## Try it
Would you write out, word for word, each line of the records below from the top through the one holding "let test_set = TestSet::new(examples.clone(), options.seed)?;"?

* * * * *

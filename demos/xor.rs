use jacobian_nn::{train_network, LabeledExample, Network, TestSet, TrainerOptions, TrainingMode};
use rand::rngs::StdRng;
use rand::SeedableRng;

fn main() -> jacobian_nn::Result<()> {
    env_logger::Builder::from_env(env_logger::Env::default().default_filter_or("info")).init();

    let examples = vec![
        LabeledExample::new(vec![1.0, 0.0], vec![1.0]),
        LabeledExample::new(vec![1.0, 1.0], vec![0.0]),
        LabeledExample::new(vec![0.0, 1.0], vec![1.0]),
        LabeledExample::new(vec![0.0, 0.0], vec![0.0]),
    ];

    let network = Network::new(2, 1, &[3], &mut StdRng::seed_from_u64(7))?;
    let options = TrainerOptions::new(0.5, 0.5, 5000, 0.01, 0.05).with_seed(7);
    let test_set = TestSet::new(examples.clone(), options.seed)?;

    let report = train_network(&network, test_set, options, TrainingMode::Online)?;
    println!(
        "Converged after {} attempt(s), {} epochs: average error {:.6}",
        report.attempts, report.epochs, report.final_error.average
    );

    for example in &examples {
        let output = report.network.forward(&example.input)?;
        println!("Input: {:?} -> Output: {:.4}", example.input, output[0]);
    }
    Ok(())
}
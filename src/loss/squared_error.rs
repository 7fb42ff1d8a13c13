pub struct SquaredError;

impl SquaredError {
    /// Scalar error: sum((predicted - expected)²), not averaged over outputs.
    pub fn loss(predicted: &[f64], expected: &[f64]) -> f64 {
        predicted.iter().zip(expected.iter())
            .map(|(a, b)| (a - b) * (a - b))
            .sum()
    }

    /// Per-output gradient: 2 * (predicted - expected)
    pub fn derivative(predicted: &[f64], expected: &[f64]) -> Vec<f64> {
        predicted.iter().zip(expected.iter())
            .map(|(a, b)| 2.0 * (a - b))
            .collect()
    }
}
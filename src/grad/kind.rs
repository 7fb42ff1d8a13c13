use crate::network::network::Network;

/// Which family of parameters a gradient is taken with respect to.
///
/// Both families share the staircase recursion; they differ only in the
/// derivative of `W·a + b` with respect to one of their own parameters and in
/// how many parameters each layer contributes.
#[derive(Debug, Clone, Copy, PartialEq, Eq, Hash)]
pub enum ParameterKind {
    Weights,
    Biases,
}

impl ParameterKind {
    /// ∂z/∂p for a parameter of the layer itself, where `input_activation` is
    /// the activation the parameter multiplies. A weight `W[u][k]` contributes
    /// `a[k]`; a bias always contributes 1.
    pub fn linear_derivative(self, input_activation: f64) -> f64 {
        match self {
            ParameterKind::Weights => input_activation,
            ParameterKind::Biases => 1.0,
        }
    }

    /// Parameters owned by each unit of a layer fed by `previous_size` units.
    pub fn parameters_per_unit(self, previous_size: usize) -> usize {
        match self {
            ParameterKind::Weights => previous_size,
            ParameterKind::Biases => 1,
        }
    }

    /// Parameters a layer of `current_size` units adds to the jacobian.
    pub fn connected_parameter_count(self, previous_size: usize, current_size: usize) -> usize {
        self.parameters_per_unit(previous_size) * current_size
    }

    /// Length of the flat gradient for `network`.
    pub fn parameter_count(self, network: &Network) -> usize {
        match self {
            ParameterKind::Weights => network.weight_count(),
            ParameterKind::Biases => network.bias_count(),
        }
    }
}
use crate::data::answer::AnswerFunction;
use crate::data::example::LabeledExample;

/// Every bitmask of length `input_size`, labeled by `answer`.
///
/// Masks come out in counter order with bit 0 as the least significant bit,
/// starting at `1 0 0 ...` and ending with the all-zero mask.
pub fn all_bitmasks(input_size: usize, answer: AnswerFunction) -> Vec<LabeledExample> {
    all_bitmasks_except(input_size, answer, &[])
}

/// Like [`all_bitmasks`], minus any mask listed in `excluded`.
pub fn all_bitmasks_except(
    input_size: usize,
    answer: AnswerFunction,
    excluded: &[Vec<f64>],
) -> Vec<LabeledExample> {
    let count = 1usize << input_size;
    let mut bitmask = vec![0.0; input_size];
    let mut examples = Vec::with_capacity(count);

    for _ in 0..count {
        increment(&mut bitmask);
        if excluded.iter().any(|e| e == &bitmask) {
            continue;
        }
        examples.push(LabeledExample::new(bitmask.clone(), answer.apply(&bitmask)));
    }

    examples
}

/// The `input_size + 1` masks `0 0 ... 0`, `1 0 ... 0`, `1 1 0 ... 0`, ...,
/// `1 1 ... 1`.
pub fn prefix_bitmasks(input_size: usize, answer: AnswerFunction) -> Vec<LabeledExample> {
    (0..=input_size)
        .map(|ones| {
            let mask: Vec<f64> = (0..input_size)
                .map(|j| if j < ones { 1.0 } else { 0.0 })
                .collect();
            let label = answer.apply(&mask);
            LabeledExample::new(mask, label)
        })
        .collect()
}

/// The single all-ones mask.
pub fn all_ones(input_size: usize, answer: AnswerFunction) -> Vec<LabeledExample> {
    let mask = vec![1.0; input_size];
    let label = answer.apply(&mask);
    vec![LabeledExample::new(mask, label)]
}

fn increment(bitmask: &mut [f64]) {
    for bit in bitmask.iter_mut() {
        if *bit == 0.0 {
            *bit = 1.0;
            return;
        }
        *bit = 0.0;
    }
}
pub mod convergence;
pub mod epoch_stats;
pub mod loop_fn;
pub mod state;
pub mod train_config;
pub mod trainer;
pub mod workers;

pub use convergence::ErrorSummary;
pub use epoch_stats::EpochStats;
pub use state::NetworkState;
pub use train_config::{BatchFailurePolicy, TrainerOptions, TrainingMode};
pub use trainer::{train_network, Trainer, TrainingReport};
pub use workers::batch_gradient;
use std::sync::atomic::{AtomicBool, Ordering};
use std::sync::{mpsc, Arc};
use std::time::Instant;

use log::{debug, info, warn};
use rand::rngs::StdRng;
use rand::SeedableRng;

use crate::data::test_set::TestSet;
use crate::error::{NetError, Result};
use crate::network::network::Network;
use crate::optim::sgd::Sgd;
use crate::train::convergence::ErrorSummary;
use crate::train::epoch_stats::EpochStats;
use crate::train::loop_fn::{run_one_epoch, AttemptState};
use crate::train::state::NetworkState;
use crate::train::train_config::{TrainerOptions, TrainingMode};

/// Result of a converged training run.
#[derive(Debug, Clone)]
pub struct TrainingReport {
    pub network: Network,
    /// Average error after each epoch of the attempt that converged.
    pub error_history: Vec<f64>,
    /// Attempts used, counting the successful one.
    pub attempts: usize,
    /// Epochs run by the successful attempt.
    pub epochs: usize,
    pub final_error: ErrorSummary,
    /// Mini-batches dropped by the failure policy over the whole run.
    pub skipped_batches: usize,
}

/// Gradient-descent trainer with momentum and restart-on-divergence.
///
/// Works on a private copy of the network passed to `new`; the caller's
/// network is never touched. Each attempt runs up to `epochs_per_attempt`
/// epochs and stops as soon as both error bounds hold. An attempt that runs
/// out of epochs is discarded and training restarts from freshly initialized
/// parameters of the same topology.
pub struct Trainer {
    attempt: AttemptState,
    test_set: TestSet,
    options: TrainerOptions,
    mode: TrainingMode,
    sgd: Sgd,
    rng: StdRng,
    error_history: Vec<f64>,
    skipped_batches: usize,
    progress_tx: Option<mpsc::Sender<EpochStats>>,
    stop_flag: Option<Arc<AtomicBool>>,
}

impl Trainer {
    pub fn new(network: &Network, test_set: TestSet, options: TrainerOptions, mode: TrainingMode) -> Result<Trainer> {
        options.validate()?;
        if mode == TrainingMode::MiniBatch && options.batch_size.is_none() {
            return Err(NetError::InvalidOptions(
                "mini-batch training needs a batch_size".to_string(),
            ));
        }
        network.validate()?;
        test_set.check_shapes(network.input_size, network.output_size)?;

        let rng = match options.seed {
            Some(seed) => StdRng::seed_from_u64(seed),
            None => StdRng::from_entropy(),
        };

        Ok(Trainer {
            attempt: AttemptState::start(NetworkState::initial(network.clone())),
            test_set,
            sgd: Sgd::new(options.learn_rate, options.momentum_coefficient),
            options,
            mode,
            rng,
            error_history: Vec::new(),
            skipped_batches: 0,
            progress_tx: None,
            stop_flag: None,
        })
    }

    /// Sends one `EpochStats` per epoch. Dropping the receiver cancels training.
    pub fn with_progress(mut self, tx: mpsc::Sender<EpochStats>) -> Self {
        self.progress_tx = Some(tx);
        self
    }

    /// Training stops with `NetError::Cancelled` at the next epoch boundary
    /// after the flag is set.
    pub fn with_stop_flag(mut self, flag: Arc<AtomicBool>) -> Self {
        self.stop_flag = Some(flag);
        self
    }

    /// The trainer's current private network.
    pub fn network(&self) -> &Network {
        &self.attempt.state.network
    }

    pub fn state(&self) -> &NetworkState {
        &self.attempt.state
    }

    /// Average error per epoch of the current (or last) attempt.
    pub fn error_history(&self) -> &[f64] {
        &self.error_history
    }

    pub fn train(&mut self) -> Result<TrainingReport> {
        loop {
            let attempt = self.attempt.state.attempt;
            info!("training attempt {} ({:?})", attempt, self.mode);

            if let Some((epochs, summary)) = self.run_attempt()? {
                info!(
                    "converged on attempt {} after {} epochs: average {:.6}, max {:.6}",
                    attempt, epochs, summary.average, summary.max
                );
                return Ok(TrainingReport {
                    network: self.attempt.state.network.clone(),
                    error_history: self.error_history.clone(),
                    attempts: attempt,
                    epochs,
                    final_error: summary,
                    skipped_batches: self.skipped_batches,
                });
            }

            if let Some(max) = self.options.max_attempts {
                if attempt >= max {
                    warn!("giving up after {} attempts", attempt);
                    return Err(NetError::AttemptsExhausted { attempts: attempt });
                }
            }

            info!(
                "attempt {} did not converge in {} epochs, restarting",
                attempt, self.options.epochs_per_attempt
            );
            let fresh = self.attempt.state.network.reinitialized(&mut self.rng);
            self.attempt = AttemptState::start(self.attempt.state.restart(fresh));
        }
    }

    /// Runs one attempt from the current state. Returns the epoch count and
    /// final error if it converged.
    fn run_attempt(&mut self) -> Result<Option<(usize, ErrorSummary)>> {
        self.error_history.clear();

        for epoch in 1..=self.options.epochs_per_attempt {
            self.check_stop()?;
            let t_start = Instant::now();

            let skipped = run_one_epoch(
                &mut self.attempt,
                &mut self.test_set,
                &self.sgd,
                &self.options,
                self.mode,
            )?;
            self.skipped_batches += skipped;

            let summary = ErrorSummary::evaluate(&self.attempt.state.network, self.test_set.examples())?;
            self.error_history.push(summary.average);
            debug!(
                "attempt {} epoch {}: average {:.6}, max {:.6}",
                self.attempt.state.attempt, epoch, summary.average, summary.max
            );

            self.emit(EpochStats {
                attempt: self.attempt.state.attempt,
                epoch,
                epochs_per_attempt: self.options.epochs_per_attempt,
                average_error: summary.average,
                max_error: summary.max,
                skipped_batches: skipped,
                elapsed_ms: t_start.elapsed().as_millis() as u64,
            })?;

            if summary.is_acceptable(&self.options) {
                return Ok(Some((epoch, summary)));
            }
        }

        Ok(None)
    }

    fn check_stop(&self) -> Result<()> {
        if let Some(ref flag) = self.stop_flag {
            if flag.load(Ordering::Relaxed) {
                return Err(NetError::Cancelled);
            }
        }
        Ok(())
    }

    fn emit(&self, stats: EpochStats) -> Result<()> {
        if let Some(ref tx) = self.progress_tx {
            // If the receiver has been dropped, stop training.
            if tx.send(stats).is_err() {
                return Err(NetError::Cancelled);
            }
        }
        Ok(())
    }
}

/// Trains a private copy of `network` on `test_set` until it converges.
pub fn train_network(
    network: &Network,
    test_set: TestSet,
    options: TrainerOptions,
    mode: TrainingMode,
) -> Result<TrainingReport> {
    Trainer::new(network, test_set, options, mode)?.train()
}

* * * * *

## Solution for this task
filename demos/xor.rs
use jacobian_nn::{train_network, LabeledExample, Network, TestSet, TrainerOptions, TrainingMode};
use rand::rngs::StdRng;
use rand::SeedableRng;

fn main() -> jacobian_nn::Result<()> {
    env_logger::Builder::from_env(env_logger::Env::default().default_filter_or("info")).init();

    let examples = vec![
        LabeledExample::new(vec![1.0, 0.0], vec![1.0]),
        LabeledExample::new(vec![1.0, 1.0], vec![0.0]),
        LabeledExample::new(vec![0.0, 1.0], vec![1.0]),
        LabeledExample::new(vec![0.0, 0.0], vec![0.0]),
    ];

    let network = Network::new(2, 1, &[3], &mut StdRng::seed_from_u64(7))?;
    let options = TrainerOptions::new(0.5, 0.5, 5000, 0.01, 0.05).with_seed(7);
    let test_set = TestSet::new(examples.clone(), options.seed)?;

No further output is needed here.